I'm just venting here.I was a bad girl this weekend and ate loads of stuff that I feel cause IBS reactions in me. Naturally, I've been paying for this the last 12 hours or so. By the time I got in the car to drive to work, I was in serious panic mode. I'm not sure how I managed to make the drive (I don't remember most of the drive in) and by the time I got here I'd had so many panic attacks that I was falling asleep behind the wheel (not good). I'm taking my medication every night (Paxil), I just think I became overloaded with anxiety.Since I've been at work, I've had a minor panic attack and a minor D episode. If I didn't have something to do this afternoon, I'd go home right now







. I'm not sure which I would prefer: to not have IBS or to not have panic disorder.


----------



## Guest (Dec 17, 2002)

How long have you been taking the Paxil, bustaphur? Even though it doesn't usually happen, in SOME people, SSRI's can cause initial panic episodes during the first few days or weeks of treatment (this according to MD's and therapists).I recommend checking with your doctor about this. If you are continuing to have panic attacks or severe anxiety while using Paxil.Take care, Evie


----------



## bustaphur (May 24, 2001)

Thanks Evie,I've been on Paxil over a year now. I think I just got overloaded with the stress of the holidays, my recent move, etc. I'm much better today.Thanks for the suggestion, I'll continue to monitor my situation and will talk to my doctor if needed.


----------



## Guest (Dec 19, 2002)

I understand "stress overload"..... it can be maddening....
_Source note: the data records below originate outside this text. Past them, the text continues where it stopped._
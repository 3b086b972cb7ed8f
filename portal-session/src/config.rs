//
// Copyright 2026 The Portal Project Authors.
//
// Licensed under the Apache License, Version 2.0 (the "License");
// you may not use this file except in compliance with the License.
// You may obtain a copy of the License at
//
//      http://www.apache.org/licenses/LICENSE-2.0
//
// Unless required by applicable law or agreed to in writing, software
// distributed under the License is distributed on an "AS IS" BASIS,
// WITHOUT WARRANTIES OR CONDITIONS OF ANY KIND, either express or implied.
// See the License for the specific language governing permissions and
// limitations under the License.
//

//! Listener-wide proxy configuration.
//!
//! Builder-styled the way the teacher's `ServerConnectionConfig` is: a
//! `Default` baseline plus chained `with_*` setters.

use std::path::PathBuf;
use std::time::Duration;

/// Configuration shared by every session a listener accepts.
#[derive(Debug, Clone)]
pub struct ProxyConfig {
    /// Address the WebSocket listener binds to.
    pub listen_addr: String,
    /// Upstream host used when a `connect` frame omits one.
    pub default_host: String,
    /// Upstream port used when a `connect` frame omits one.
    pub default_port: u16,
    /// When true, `connect` targets other than `default_host` are refused.
    pub only_default_host: bool,
    /// Default terminal-type queue for a freshly accepted session, before
    /// any client `ttype` control frame replaces it.
    pub ttype_queue: Vec<String>,
    /// GMCP portal messages beyond the synthesized `client <id>` head and
    /// `client_ip <addr>` tail Session always adds. Element 0 is reserved
    /// (superseded by the synthesized `client` line; see DESIGN.md) and is
    /// otherwise passed through verbatim in order.
    pub gmcp_portal_extra: Vec<String>,
    /// Static MSDP introduction pairs beyond `CLIENT_ID`/`CLIENT_VERSION`/
    /// `CLIENT_IP`, which Session fills in from session identity.
    pub msdp_static: Vec<(String, String)>,
    /// This proxy's own client identifier, advertised when the browser
    /// hasn't set one via the `client` control key.
    pub client_id: String,
    /// This proxy's own client version string.
    pub client_version: String,
    /// Global compression switch for the non-MCCP outbound path (§4.7).
    pub global_compress: bool,
    /// Verbose per-session debug logging.
    pub debug: bool,
    /// Delay before acknowledging a server's `WILL MCCP2` with `DO MCCP2`.
    pub mccp2_delay: Duration,
    /// Path to the persisted chat log JSON file.
    pub chat_log_path: PathBuf,
    /// TLS certificate path; `None` serves plain WebSocket.
    pub cert_path: Option<PathBuf>,
    /// TLS private key path; required if `cert_path` is set.
    pub key_path: Option<PathBuf>,
}

impl Default for ProxyConfig {
    fn default() -> Self {
        Self {
            listen_addr: "0.0.0.0:8080".to_string(),
            default_host: "localhost".to_string(),
            default_port: 23,
            only_default_host: false,
            ttype_queue: Vec::new(),
            gmcp_portal_extra: Vec::new(),
            msdp_static: vec![
                ("XTERM_256_COLORS".to_string(), "1".to_string()),
                ("MXP".to_string(), "1".to_string()),
                ("UTF_8".to_string(), "1".to_string()),
            ],
            client_id: "portal".to_string(),
            client_version: env!("CARGO_PKG_VERSION").to_string(),
            global_compress: false,
            debug: false,
            mccp2_delay: Duration::from_secs(6),
            chat_log_path: PathBuf::from("chatlog.json"),
            cert_path: None,
            key_path: None,
        }
    }
}

impl ProxyConfig {
    /// Start from the defaults.
    pub fn new() -> Self {
        Self::default()
    }

    /// Set the WebSocket listener address.
    pub fn with_listen_addr(mut self, addr: impl Into<String>) -> Self {
        self.listen_addr = addr.into();
        self
    }

    /// Set the default upstream host and port.
    pub fn with_default_target(mut self, host: impl Into<String>, port: u16) -> Self {
        self.default_host = host.into();
        self.default_port = port;
        self
    }

    /// Enable or disable the same-host allowlist.
    pub fn with_only_default_host(mut self, enabled: bool) -> Self {
        self.only_default_host = enabled;
        self
    }

    /// Set the default terminal-type queue.
    pub fn with_ttype_queue(mut self, queue: Vec<String>) -> Self {
        self.ttype_queue = queue;
        self
    }

    /// Set the extra GMCP portal messages.
    pub fn with_gmcp_portal_extra(mut self, messages: Vec<String>) -> Self {
        self.gmcp_portal_extra = messages;
        self
    }

    /// Set the static MSDP introduction pairs.
    pub fn with_msdp_static(mut self, pairs: Vec<(String, String)>) -> Self {
        self.msdp_static = pairs;
        self
    }

    /// Set the proxy's own client identity.
    pub fn with_client_identity(mut self, id: impl Into<String>, version: impl Into<String>) -> Self {
        self.client_id = id.into();
        self.client_version = version.into();
        self
    }

    /// Enable or disable the global compression switch.
    pub fn with_global_compress(mut self, enabled: bool) -> Self {
        self.global_compress = enabled;
        self
    }

    /// Enable or disable debug logging.
    pub fn with_debug(mut self, enabled: bool) -> Self {
        self.debug = enabled;
        self
    }

    /// Set the MCCP2 acknowledgement delay.
    pub fn with_mccp2_delay(mut self, delay: Duration) -> Self {
        self.mccp2_delay = delay;
        self
    }

    /// Set the chat log file path.
    pub fn with_chat_log_path(mut self, path: impl Into<PathBuf>) -> Self {
        self.chat_log_path = path.into();
        self
    }

    /// Set the TLS certificate and key paths.
    pub fn with_tls(mut self, cert: impl Into<PathBuf>, key: impl Into<PathBuf>) -> Self {
        self.cert_path = Some(cert.into());
        self.key_path = Some(key.into());
        self
    }
}

#[cfg(test)]
mod tests {
    use super::*;

    #[test]
    fn default_config_serves_plain_websocket() {
        let config = ProxyConfig::default();
        assert!(config.cert_path.is_none());
        assert!(config.key_path.is_none());
    }

    #[test]
    fn builder_chains_apply_in_order() {
        let config = ProxyConfig::new()
            .with_default_target("mud.example", 4000)
            .with_only_default_host(true)
            .with_mccp2_delay(Duration::from_secs(2));
        assert_eq!(config.default_host, "mud.example");
        assert_eq!(config.default_port, 4000);
        assert!(config.only_default_host);
        assert_eq!(config.mccp2_delay, Duration::from_secs(2));
    }
}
Have you ever tried the self-hypno? I find that it gives me an edge over the holiday stress.Best wishes, Evie


----------



## puffy (Dec 12, 2001)

Bustaphur, just thought i'd pass on what a psychologist told me. he said that their are no recorded incidents of a person having a panic attack causing an auto accident. even though we feel shaky and scary during an attack, other people don't seem to notice it. i know that when i have bad attacks, even though i can;t concentrate on doing my job, no one notices anything different about me. hang in there!


----------